Au Maroc, comme dans tous les pays du Maghreb, nous n’aurions pas de mots pour exprimer notre amour pour notre partenaire selon certains analystes: dire tout simplement «je t’aime». Si voulez exprimer votre amour ou votre tendresse à votre compagne ou compagnon, vous allez devoir vous exiler dans une autre langue. Je veux dire les langues européennes ou la langue arabe classique, celle des livres, des grands poètes de l’époque préislamique ou celle des siècles merveilleux de la culture arabe.
Y-a-t-il un lexique spécifique aux amants, aux amoureux de tout genre dans notre culture ? Comment dire à celle qu’on aime et en darija : je t’aime ? Comment dans la langue du pays trouver les nuances pour dire «je t’aime» à l’ami(e), à la maman, au caniche, à l’enfant, le papa ou l’amant(e) ? Je parle d’un lexique érotique spécifique à ce genre de relation humaine dans notre région.

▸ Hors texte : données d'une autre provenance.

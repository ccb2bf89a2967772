//! Sign command.

use anyhow::Result;
use chrono::{DateTime, Duration, Utc};
use clap::Args;
use global_id::{GlobalId, SignOptions, SignedGlobalId};
use serde::Serialize;

use crate::config::lifetime;
use crate::error::CliError;
use crate::output::{print_single, FieldRow};

use super::CommandContext;

/// Sign a global id into a tamper-evident token.
#[derive(Debug, Args)]
pub struct SignCommand {
    /// gid:// URI or base64 param.
    input: String,

    /// Purpose the token is valid for.
    #[arg(long = "for")]
    purpose: Option<String>,

    /// Token lifetime in seconds (overrides GID_EXPIRES_IN).
    #[arg(long, conflicts_with = "expires_at")]
    ttl: Option<i64>,

    /// Absolute expiry as an RFC 3339 timestamp.
    #[arg(long)]
    expires_at: Option<DateTime<Utc>>,

    /// Issue a token that never expires.
    #[arg(long, conflicts_with_all = ["ttl", "expires_at"])]
    no_expiry: bool,
}

/// A signed token as printed by the CLI.
#[derive(Debug, Serialize)]
pub struct TokenView {
    pub token: String,
    pub gid: String,
    pub purpose: String,
    pub expires_at: Option<DateTime<Utc>>,
}

impl From<&SignedGlobalId> for TokenView {
    fn from(sgid: &SignedGlobalId) -> Self {
        Self {
            token: sgid.to_text().to_string(),
            gid: sgid.global_id().to_string(),
            purpose: sgid.purpose().to_string(),
            expires_at: sgid.expires_at(),
        }
    }
}

impl TokenView {
    pub fn rows(&self) -> Vec<FieldRow> {
        vec![
            FieldRow::new("token", &self.token),
            FieldRow::new("gid", &self.gid),
            FieldRow::new("purpose", &self.purpose),
            FieldRow::new(
                "expires_at",
                self.expires_at
                    .map(|t| t.to_rfc3339())
                    .unwrap_or_else(|| "never".to_string()),
            ),
        ]
    }
}

impl SignCommand {
    fn options(&self) -> Result<SignOptions> {
        let mut options = SignOptions::new();
        if let Some(purpose) = &self.purpose {
            options = options.purpose(purpose.clone());
        }
        if let Some(secs) = self.ttl {
            options = options.expires_in(lifetime("--ttl", secs)?);
        }
        if let Some(at) = self.expires_at {
            options = options.expires_at(at);
        }
        if self.no_expiry {
            options = options.expires_at(None);
        }
        Ok(options)
    }

    pub fn run(self, ctx: CommandContext) -> Result<()> {
        ctx.settings.require_secret()?;

        let gid = GlobalId::parse(&self.input)
            .ok_or_else(|| CliError::NotAGlobalId(self.input.clone()))?;
        let sgid = SignedGlobalId::new(gid, &self.options()?).map_err(CliError::from)?;

        let view = TokenView::from(&sgid);
        print_single(&view, &view.rows(), ctx.format);
        Ok(())
    }
}

#[cfg(test)]
mod tests {
    use super::*;
    use chrono::TimeZone;
    use global_id::{HmacVerifier, ParseOptions};
    use std::sync::Arc;

    fn command(purpose: Option<&str>, ttl: Option<i64>, no_expiry: bool) -> SignCommand {
        SignCommand {
            input: "gid://bcx/Person/5".into(),
            purpose: purpose.map(str::to_string),
            ttl,
            expires_at: None,
            no_expiry,
        }
    }

    fn sign(cmd: &SignCommand, now: DateTime<Utc>) -> SignedGlobalId {
        let gid = GlobalId::parse(&cmd.input).unwrap();
        let options = cmd
            .options()
            .unwrap()
            .verifier(Arc::new(HmacVerifier::new("secret")))
            .at(now);
        SignedGlobalId::new(gid, &options).unwrap()
    }

    #[test]
    fn test_options_carry_purpose_and_lifetime() {
        let now = Utc.with_ymd_and_hms(2024, 3, 1, 12, 0, 0).unwrap();
        let sgid = sign(&command(Some("login"), Some(60), false), now);
        assert_eq!(sgid.purpose(), "login");
        assert_eq!(sgid.expires_at(), Some(now + Duration::seconds(60)));

        let options = ParseOptions::new()
            .purpose("login")
            .verifier(Arc::new(HmacVerifier::new("secret")))
            .at(now);
        assert!(SignedGlobalId::parse(sgid.to_text(), &options).unwrap().is_some());
    }

    #[test]
    fn test_no_expiry() {
        let now = Utc.with_ymd_and_hms(2024, 3, 1, 12, 0, 0).unwrap();
        let sgid = sign(&command(None, None, true), now);
        assert!(sgid.expires_at().is_none());
        assert_eq!(TokenView::from(&sgid).rows()[3].value, "never");
    }
}
//! Logging initialization.
//!
//! Logs go to stderr so stdout stays parseable.

use std::io;

use tracing_subscriber::{layer::SubscriberExt, util::SubscriberInitExt, EnvFilter};

/// Default filter when neither RUST_LOG nor --log-level is set.
const DEFAULT_FILTER: &str = "warn";

fn filter(level: Option<&str>) -> EnvFilter {
    EnvFilter::try_from_default_env()
        .or_else(|_| EnvFilter::try_new(level.unwrap_or(DEFAULT_FILTER)))
        .unwrap_or_else(|_| EnvFilter::new(DEFAULT_FILTER))
}

/// Initialize stderr logging.
pub fn init(level: Option<&str>) {
    let fmt_layer = tracing_subscriber::fmt::layer()
        .compact()
        .with_target(false)
        .with_writer(io::stderr);

    // Ignore the error if a subscriber is already installed.
    let _ = tracing_subscriber::registry()
        .with(filter(level))
        .with(fmt_layer)
        .try_init();
}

N’avons-nous pas connu l’amour courtois, l’amour platonique ou, avons-nous développé une autre culture érotique, et une autre manière de la verbaliser ? Mais alors laquelle ?
La langue, au Maroc, a inventé, ces derniers temps, des barbarismes tel que hbiba, terme bateau qui veut tout dire sans rien exprimer… Mais au-delà des mots «aimer» ou «adorer», je ne connais pas non plus de mots pour dire «caresser» par exemple. On déborde de tendresse, on embrasse et on enlace à tout bout de champ, hommes entre hommes, femmes entre femmes, les femmes et les femmes ensemble, mais nous manquons de mots pour dire la tendresse. Je ne sais pas si les historiens de la langue ont une explication à ce phénomène, ou s’il s’agit vraiment d’une indigence érotique au niveau de la verbalisation de ce que nous ressentons.
Comparés aux pays du Proche Orient, surtout les citadins parmi eux, on se sentirait un peu plouc si on ne se réfugie pas dans leur langue. Au Liban, en Syrie, en Égypte en Palestine, il y a une profusion de mots : mes yeux, mon âme, mon cœur, ou encore «je t’aime, je meurs pour toi…je suis consumé par l’amour»…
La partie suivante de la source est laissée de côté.